Envie aussi de convaincre les irréductibles ? «Oui, je ne nie pas qu'il y a une part de prosélytisme, la satisfaction morale du missionnaire, celle de sauver des âmes.» Il aurait aimé appeler la Drug Policy Alliance, qu'il fonde en 2000, « le Parcours des citoyens » (Citizen's Journey) pour reproduire «l'idée de l'exode». Mais ça n'a pas plu et «ça ne se traduisait pas très bien en espagnol». Car la DPA a également des antennes en Amérique latine, notamment en Uruguay, qui va bientôt devenir le premier pays où l'Etat contrôlera la production et la vente de
cannabis.
SE MÉFIER DU "CANNABUSINESS"
Aux Etats-Unis, la
marijuana à des fins médicales rapporte 1,5 milliard de dollars par an. Le nouveau marché qui s'ouvre pourrait s'avérer bien plus lucratif. M. Nadelmann se méfie d'une industrie naissante «qui n'investit rien dans le mouvement en faveur de la
légalisation et espère en tirer tous les bénéfices». Il craint, comme beaucoup de militants, que de grands producteurs (le «Big
Marijuana» ou le «cannabusiness») fassent main basse sur la consommation récréative.
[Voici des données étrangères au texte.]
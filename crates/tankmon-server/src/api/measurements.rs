use crate::api::pagination::PaginationParams;
use crate::api::{error_response, success_paginated_response, success_response};
use crate::logging::TraceId;
use crate::state::AppState;
use axum::extract::{Extension, Query, State};
use axum::http::StatusCode;
use axum::response::IntoResponse;
use axum::Json;
use chrono::Utc;
use serde::{Deserialize, Serialize};
use tankmon_common::{derive, id};
use tankmon_common::types::{Measurement, Notification};
use utoipa::ToSchema;
use utoipa_axum::{router::OpenApiRouter, routes};

#[derive(Deserialize, ToSchema)]
#[serde(rename_all = "camelCase")]
struct CreateMeasurementRequest {
    container_id: String,
    container_name: String,
    temperature: f64,
    #[serde(rename = "pH")]
    ph: f64,
    weight: f64,
    volume: f64,
}

impl CreateMeasurementRequest {
    /// Sensor plausibility checks, applied before anything is stored.
    fn validate(&self) -> Vec<String> {
        let mut errors = Vec::new();
        if self.container_id.trim().is_empty() {
            errors.push("containerId must not be empty".to_string());
        }
        if !self.temperature.is_finite() || !(0.0..=50.0).contains(&self.temperature) {
            errors.push("temperature must be a number between 0 and 50".to_string());
        }
        if !self.ph.is_finite() || !(0.0..=14.0).contains(&self.ph) {
            errors.push("pH must be a number between 0 and 14".to_string());
        }
        if !self.weight.is_finite() || self.weight < 0.0 {
            errors.push("weight must be a positive number".to_string());
        }
        if !self.volume.is_finite() || self.volume < 0.0 {
            errors.push("volume must be a positive number".to_string());
        }
        errors
    }
}

#[derive(Serialize, ToSchema)]
#[serde(rename_all = "camelCase")]
struct MeasurementCreated {
    measurement: Measurement,
    /// Notifications fired while evaluating this measurement.
    alerts_triggered: Vec<Notification>,
}

/// Ingest one measurement: derive density and quality score, persist, then
/// evaluate alert rules.
#[utoipa::path(
    post,
    path = "/v1/measurements",
    tag = "Measurements",
    request_body = CreateMeasurementRequest,
    responses(
        (status = 201, description = "Measurement stored, alerts evaluated", body = MeasurementCreated),
        (status = 400, description = "Invalid sensor values", body = crate::api::ApiError),
        (status = 500, description = "Storage failure", body = crate::api::ApiError)
    )
)]
async fn create_measurement(
    Extension(trace_id): Extension<TraceId>,
    State(state): State<AppState>,
    Json(req): Json<CreateMeasurementRequest>,
) -> impl IntoResponse {
    let errors = req.validate();
    if !errors.is_empty() {
        return error_response(
            StatusCode::BAD_REQUEST,
            &trace_id,
            "bad_request",
            &errors.join("; "),
        );
    }

    let density = derive::density(req.weight, req.volume);
    if let Some(d) = density {
        if !(derive::DENSITY_PLAUSIBLE_MIN..=derive::DENSITY_PLAUSIBLE_MAX).contains(&d) {
            tracing::warn!(
                container_id = %req.container_id,
                density = d,
                "Calculated density is outside the normal milk range"
            );
        }
    }
    let quality_score = derive::quality_score(req.temperature, req.ph, density);

    let measurement = Measurement {
        id: id::next_id(),
        container_id: req.container_id,
        container_name: req.container_name,
        temperature: req.temperature,
        ph: req.ph,
        weight: req.weight,
        volume: req.volume,
        density,
        quality_score: Some(quality_score),
        timestamp: Utc::now(),
    };

    let stored = match state.store.insert_measurement(&measurement).await {
        Ok(m) => m,
        Err(e) => {
            tracing::error!(error = %e, "Failed to store measurement");
            return error_response(
                StatusCode::INTERNAL_SERVER_ERROR,
                &trace_id,
                "storage_error",
                "Failed to store measurement",
            );
        }
    };

    // Candidate-query failure aborts evaluation; the measurement stays stored.
    let alerts_triggered = match state.evaluator.evaluate(&stored).await {
        Ok(fired) => fired,
        Err(e) => {
            tracing::error!(error = %e, "Alert evaluation failed");
            return error_response(
                StatusCode::INTERNAL_SERVER_ERROR,
                &trace_id,
                "storage_error",
                "Measurement stored but alert evaluation failed",
            );
        }
    };

    success_response(
        StatusCode::CREATED,
        &trace_id,
        MeasurementCreated {
            measurement: stored,
            alerts_triggered,
        },
    )
}

#[derive(Deserialize, utoipa::IntoParams)]
#[into_params(parameter_in = Query)]
struct MeasurementListParams {
    /// Filter by container
    #[param(required = false)]
    #[serde(rename = "containerId")]
    container_id: Option<String>,
}

/// List measurements, newest first.
#[utoipa::path(
    get,
    path = "/v1/measurements",
    tag = "Measurements",
    params(MeasurementListParams, PaginationParams),
    responses(
        (status = 200, description = "Measurement page", body = Vec<Measurement>),
        (status = 500, description = "Storage failure", body = crate::api::ApiError)
    )
)]
async fn list_measurements(
    Extension(trace_id): Extension<TraceId>,
    State(state): State<AppState>,
    Query(params): Query<MeasurementListParams>,
    Query(pagination): Query<PaginationParams>,
) -> impl IntoResponse {
    let cid = params.container_id.as_deref();
    let total = match state.store.count_measurements(cid).await {
        Ok(c) => c,
        Err(e) => {
            tracing::error!(error = %e, "Failed to count measurements");
            return error_response(
                StatusCode::INTERNAL_SERVER_ERROR,
                &trace_id,
                "storage_error",
                "Database error",
            );
        }
    };
    match state
        .store
        .list_measurements(cid, pagination.limit(), pagination.offset())
        .await
    {
        Ok(items) => success_paginated_response(
            StatusCode::OK,
            &trace_id,
            items,
            total,
            pagination.limit(),
            pagination.offset(),
        ),
        Err(e) => {
            tracing::error!(error = %e, "Failed to list measurements");
            error_response(
                StatusCode::INTERNAL_SERVER_ERROR,
                &trace_id,
                "storage_error",
                "Database error",
            )
        }
    }
}

/// Latest measurement, optionally for one container.
#[utoipa::path(
    get,
    path = "/v1/measurements/latest",
    tag = "Measurements",
    params(MeasurementListParams),
    responses(
        (status = 200, description = "Latest measurement", body = Measurement),
        (status = 404, description = "No measurements stored", body = crate::api::ApiError)
    )
)]
async fn latest_measurement(
    Extension(trace_id): Extension<TraceId>,
    State(state): State<AppState>,
    Query(params): Query<MeasurementListParams>,
) -> impl IntoResponse {
    let cid = params.container_id.as_deref();
    match state.store.latest_measurement(cid).await {
        Ok(Some(m)) => success_response(StatusCode::OK, &trace_id, m),
        Ok(None) => {
            let msg = match cid {
                Some(cid) => format!("No measurements found for container: {cid}"),
                None => "No measurements found".to_string(),
            };
            error_response(StatusCode::NOT_FOUND, &trace_id, "not_found", &msg)
        }
        Err(e) => {
            tracing::error!(error = %e, "Failed to fetch latest measurement");
            error_response(
                StatusCode::INTERNAL_SERVER_ERROR,
                &trace_id,
                "storage_error",
                "Database error",
            )
        }
    }
}

pub fn measurement_routes() -> OpenApiRouter<AppState> {
    OpenApiRouter::new()
        .routes(routes!(create_measurement, list_measurements))
        .routes(routes!(latest_measurement))
}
«Je ne lutte pas pour une “malborisation” du
cannabis, assure-t-il. Aux Etats-Unis, nous ne connaissons pas de demi-mesures : soit le jeu est illégal, soit nous avons des casinos ouverts vingt-quatre heures sur vingt-quatre.»
Le gouvernement fédéral reste pour l'instant sur la réserve. Dans un communiqué publié fin août, le ministre de la justice, Eric Holder, a indiqué qu'il ne s'opposerait pas aux nouvelles lois qui permettent l'usage récréatif du
cannabis. D'autres Etats pourraient suivre l'exemple du Colorado et de Washington : l'Oregon, le Maine, l'Alaska et peut-être Rhode Island, en 2014 ; la Californie, le Massachusetts et le Nevada en 2016.
M. Nadelmann ne voudrait surtout pas perdre ce nouvel élan. «Nous avons réussi à convaincre une génération, il nous en reste encore deux ou trois.»